[Stored data entries]
= = =
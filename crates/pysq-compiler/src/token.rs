//! Tokens produced by the lexer.

use std::fmt;

use crate::span::Span;

/// Kind of a token.
#[derive(Clone, Copy, Debug, PartialEq, Eq, Hash)]
pub enum TokenKind {
    /// `(`
    ParenOpen,
    /// `)`
    ParenClose,
    /// `:`
    Colon,
    /// `=`
    Equals,
    /// `,`
    Comma,
    /// Any other run of non-separator characters: names, keywords, numbers.
    Literal,
    /// End of input.
    Eof,
}

impl TokenKind {
    /// Human-readable description used in diagnostics.
    pub fn describe(self) -> &'static str {
        match self {
            Self::ParenOpen => "`(`",
            Self::ParenClose => "`)`",
            Self::Colon => "`:`",
            Self::Equals => "`=`",
            Self::Comma => "`,`",
            Self::Literal => "literal",
            Self::Eof => "end of input",
        }
    }
}

/// A token borrowing its lexeme from the source text.
#[derive(Clone, Copy, Debug, PartialEq, Eq)]
pub struct Token<'src> {
    /// What kind of token this is.
    pub kind: TokenKind,
    /// The exact source text.
    pub lexeme: &'src str,
    /// Where it was found.
    pub span: Span,
}

impl<'src> Token<'src> {
    /// Create a token.
    pub fn new(kind: TokenKind, lexeme: &'src str, span: Span) -> Self {
        Self { kind, lexeme, span }
    }

    /// Whether this literal is a valid identifier
    /// (`[A-Za-z_][A-Za-z0-9_]*`).
    pub fn is_identifier(&self) -> bool {
        self.kind == TokenKind::Literal && is_identifier(self.lexeme)
    }
}

impl fmt::Display for Token<'_> {
    fn fmt(&self, f: &mut fmt::Formatter<'_>) -> fmt::Result {
        match self.kind {
            TokenKind::Literal => write!(f, "{:?}({}) @ {}", self.kind, self.lexeme, self.span),
            TokenKind::Eof => write!(f, "Eof @ {}", self.span),
            _ => write!(f, "{:?} @ {}", self.kind, self.span),
        }
    }
}

pub(crate) fn is_identifier(s: &str) -> bool {
    let mut chars = s.chars();
    match chars.next() {
        Some(c) if c.is_ascii_alphabetic() || c == '_' => {}
        _ => return false,
    }
    chars.all(|c| c.is_ascii_alphanumeric() || c == '_')
}

#[cfg(test)]
mod tests {
    use super::*;

    #[test]
    fn identifiers() {
        assert!(is_identifier("x"));
        assert!(is_identifier("_tmp1"));
        assert!(is_identifier("print"));
        assert!(!is_identifier("1x"));
        assert!(!is_identifier("-5"));
        assert!(!is_identifier("a-b"));
        assert!(!is_identifier(""));
    }

    #[test]
    fn display_literal_shows_lexeme() {
        let span = Span {
            line: 2,
            column: 3,
            offset: 10,
            len: 1,
        };
        let tok = Token::new(TokenKind::Literal, "x", span);
        assert_eq!(tok.to_string(), "Literal(x) @ 2:3");
    }
}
= = =
• WHAT TO WORK ON: Please make an exact copy of every record, leaving nothing out.

• EXERCISE RESPONSE:
filename crates/pysq-compiler/src/token.rs
//! Tokens produced by the lexer.

use std::fmt;

use crate::span::Span;

/// Kind of a token.
#[derive(Clone, Copy, Debug, PartialEq, Eq, Hash)]
pub enum TokenKind {
    /// `(`
    ParenOpen,
    /// `)`
    ParenClose,
    /// `:`
    Colon,
    /// `=`
    Equals,
    /// `,`
    Comma,
    /// Any other run of non-separator characters: names, keywords, numbers.
    Literal,
    /// End of input.
    Eof,
}

impl TokenKind {
    /// Human-readable description used in diagnostics.
    pub fn describe(self) -> &'static str {
        match self {
            Self::ParenOpen => "`(`",
            Self::ParenClose => "`)`",
            Self::Colon => "`:`",
            Self::Equals => "`=`",
            Self::Comma => "`,`",
            Self::Literal => "literal",
            Self::Eof => "end of input",
        }
    }
}

/// A token borrowing its lexeme from the source text.
#[derive(Clone, Copy, Debug, PartialEq, Eq)]
pub struct Token<'src> {
    /// What kind of token this is.
    pub kind: TokenKind,
    /// The exact source text.
    pub lexeme: &'src str,
    /// Where it was found.
    pub span: Span,
}

impl<'src> Token<'src> {
    /// Create a token.
    pub fn new(kind: TokenKind, lexeme: &'src str, span: Span) -> Self {
        Self { kind, lexeme, span }
    }

    /// Whether this literal is a valid identifier
    /// (`[A-Za-z_][A-Za-z0-9_]*`).
    pub fn is_identifier(&self) -> bool {
        self.kind == TokenKind::Literal && is_identifier(self.lexeme)
    }
}

impl fmt::Display for Token<'_> {
    fn fmt(&self, f: &mut fmt::Formatter<'_>) -> fmt::Result {
        match self.kind {
            TokenKind::Literal => write!(f, "{:?}({}) @ {}", self.kind, self.lexeme, self.span),
            TokenKind::Eof => write!(f, "Eof @ {}", self.span),
            _ => write!(f, "{:?} @ {}", self.kind, self.span),
        }
    }
}

pub(crate) fn is_identifier(s: &str) -> bool {
    let mut chars = s.chars();
    match chars.next() {
        Some(c) if c.is_ascii_alphabetic() || c == '_' => {}
        _ => return false,
    }
    chars.all(|c| c.is_ascii_alphanumeric() || c == '_')
}

#[cfg(test)]
mod tests {
    use super::*;

    #[test]
    fn identifiers() {
        assert!(is_identifier("x"));
        assert!(is_identifier("_tmp1"));
        assert!(is_identifier("print"));
        assert!(!is_identifier("1x"));
        assert!(!is_identifier("-5"));
        assert!(!is_identifier("a-b"));
        assert!(!is_identifier(""));
    }

    #[test]
    fn display_literal_shows_lexeme() {
        let span = Span {
            line: 2,
            column: 3,
            offset: 10,
            len: 1,
        };
        let tok = Token::new(TokenKind::Literal, "x", span);
        assert_eq!(tok.to_string(), "Literal(x) @ 2:3");
    }
}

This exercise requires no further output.